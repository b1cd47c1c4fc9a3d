//! Temperature value object and display units
//!
//! Temperatures arrive from the weather API in Celsius and are converted to
//! the user's preferred unit only at display time.
//!
//! # Examples
//!
//! ```
//! use domain::value_objects::{Temperature, TemperatureUnit};
//!
//! let t = Temperature::from_celsius(0.0);
//! assert_eq!(t.in_unit(TemperatureUnit::Fahrenheit), 32);
//! assert_eq!(t.in_unit(TemperatureUnit::Kelvin), 273);
//! ```

use serde::{Deserialize, Serialize};
use std::fmt;

/// Display unit for temperatures
#[derive(Debug, Clone, Copy, PartialEq, Eq, Hash, Default, Serialize, Deserialize)]
pub enum TemperatureUnit {
    /// Degrees Celsius
    #[default]
    #[serde(rename = "C")]
    Celsius,
    /// Degrees Fahrenheit
    #[serde(rename = "F")]
    Fahrenheit,
    /// Kelvin
    #[serde(rename = "K")]
    Kelvin,
}

impl TemperatureUnit {
    /// All selectable units, in menu order
    pub const ALL: [Self; 3] = [Self::Celsius, Self::Fahrenheit, Self::Kelvin];

    /// One-letter symbol used in persisted state and display suffixes
    #[must_use]
    pub const fn symbol(self) -> &'static str {
        match self {
            Self::Celsius => "C",
            Self::Fahrenheit => "F",
            Self::Kelvin => "K",
        }
    }

    /// Display suffix including the degree sign where customary
    #[must_use]
    pub const fn suffix(self) -> &'static str {
        match self {
            Self::Celsius => "°C",
            Self::Fahrenheit => "°F",
            Self::Kelvin => "K",
        }
    }

    /// Parse a unit symbol, falling back to Celsius for anything unrecognized
    ///
    /// The fallback mirrors the selector behavior: an unknown symbol is not
    /// an error, it simply means "display Celsius".
    #[must_use]
    pub fn parse_lossy(s: &str) -> Self {
        match s.trim().to_ascii_uppercase().as_str() {
            "F" => Self::Fahrenheit,
            "K" => Self::Kelvin,
            _ => Self::Celsius,
        }
    }
}

impl fmt::Display for TemperatureUnit {
    fn fmt(&self, f: &mut fmt::Formatter<'_>) -> fmt::Result {
        write!(f, "{}", self.symbol())
    }
}

/// A temperature, stored in degrees Celsius
///
/// Wraps the raw metric reading and owns the conversion arithmetic, so the
/// rounding rules live in exactly one place.
#[derive(Debug, Clone, Copy, PartialEq, PartialOrd, Serialize, Deserialize)]
#[serde(transparent)]
pub struct Temperature(f64);

impl Temperature {
    /// Create a temperature from a Celsius reading
    #[must_use]
    pub const fn from_celsius(celsius: f64) -> Self {
        Self(celsius)
    }

    /// Get the raw Celsius value
    #[must_use]
    pub const fn celsius(self) -> f64 {
        self.0
    }

    /// Convert to the given display unit, rounded to the nearest integer
    ///
    /// Fahrenheit: `round(c * 9/5 + 32)`. Kelvin: `round(c + 273.15)`.
    /// Celsius: `round(c)`.
    #[must_use]
    #[allow(clippy::cast_possible_truncation)]
    pub fn in_unit(self, unit: TemperatureUnit) -> i32 {
        let converted = match unit {
            TemperatureUnit::Celsius => self.0,
            TemperatureUnit::Fahrenheit => self.0 * 9.0 / 5.0 + 32.0,
            TemperatureUnit::Kelvin => self.0 + 273.15,
        };
        converted.round() as i32
    }

    /// Format with the unit suffix, e.g. `21°C` or `294K`
    #[must_use]
    pub fn display(self, unit: TemperatureUnit) -> String {
        format!("{}{}", self.in_unit(unit), unit.suffix())
    }
}

impl From<f64> for Temperature {
    fn from(celsius: f64) -> Self {
        Self(celsius)
    }
}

+-------+

THE PROBLEM: Retype only this portion of the data above: the line containing "pub enum TemperatureUnit", the line containing "#[allow(clippy::cast_possible_truncation)]", and all lines between them, exactly.

RESPONSE TO THE EXERCISE:
pub enum TemperatureUnit {
    /// Degrees Celsius
    #[default]
    #[serde(rename = "C")]
    Celsius,
    /// Degrees Fahrenheit
    #[serde(rename = "F")]
    Fahrenheit,
    /// Kelvin
    #[serde(rename = "K")]
    Kelvin,
}

impl TemperatureUnit {
    /// All selectable units, in menu order
    pub const ALL: [Self; 3] = [Self::Celsius, Self::Fahrenheit, Self::Kelvin];

    /// One-letter symbol used in persisted state and display suffixes
    #[must_use]
    pub const fn symbol(self) -> &'static str {
        match self {
            Self::Celsius => "C",
            Self::Fahrenheit => "F",
            Self::Kelvin => "K",
        }
    }

    /// Display suffix including the degree sign where customary
    #[must_use]
    pub const fn suffix(self) -> &'static str {
        match self {
            Self::Celsius => "°C",
            Self::Fahrenheit => "°F",
            Self::Kelvin => "K",
        }
    }

    /// Parse a unit symbol, falling back to Celsius for anything unrecognized
    ///
    /// The fallback mirrors the selector behavior: an unknown symbol is not
    /// an error, it simply means "display Celsius".
    #[must_use]
    pub fn parse_lossy(s: &str) -> Self {
        match s.trim().to_ascii_uppercase().as_str() {
            "F" => Self::Fahrenheit,
            "K" => Self::Kelvin,
            _ => Self::Celsius,
        }
    }
}

impl fmt::Display for TemperatureUnit {
    fn fmt(&self, f: &mut fmt::Formatter<'_>) -> fmt::Result {
        write!(f, "{}", self.symbol())
    }
}

/// A temperature, stored in degrees Celsius
///
/// Wraps the raw metric reading and owns the conversion arithmetic, so the
/// rounding rules live in exactly one place.
#[derive(Debug, Clone, Copy, PartialEq, PartialOrd, Serialize, Deserialize)]
#[serde(transparent)]
pub struct Temperature(f64);

impl Temperature {
    /// Create a temperature from a Celsius reading
    #[must_use]
    pub const fn from_celsius(celsius: f64) -> Self {
        Self(celsius)
    }

    /// Get the raw Celsius value
    #[must_use]
    pub const fn celsius(self) -> f64 {
        self.0
    }

    /// Convert to the given display unit, rounded to the nearest integer
    ///
    /// Fahrenheit: `round(c * 9/5 + 32)`. Kelvin: `round(c + 273.15)`.
    /// Celsius: `round(c)`.
    #[must_use]
    #[allow(clippy::cast_possible_truncation)]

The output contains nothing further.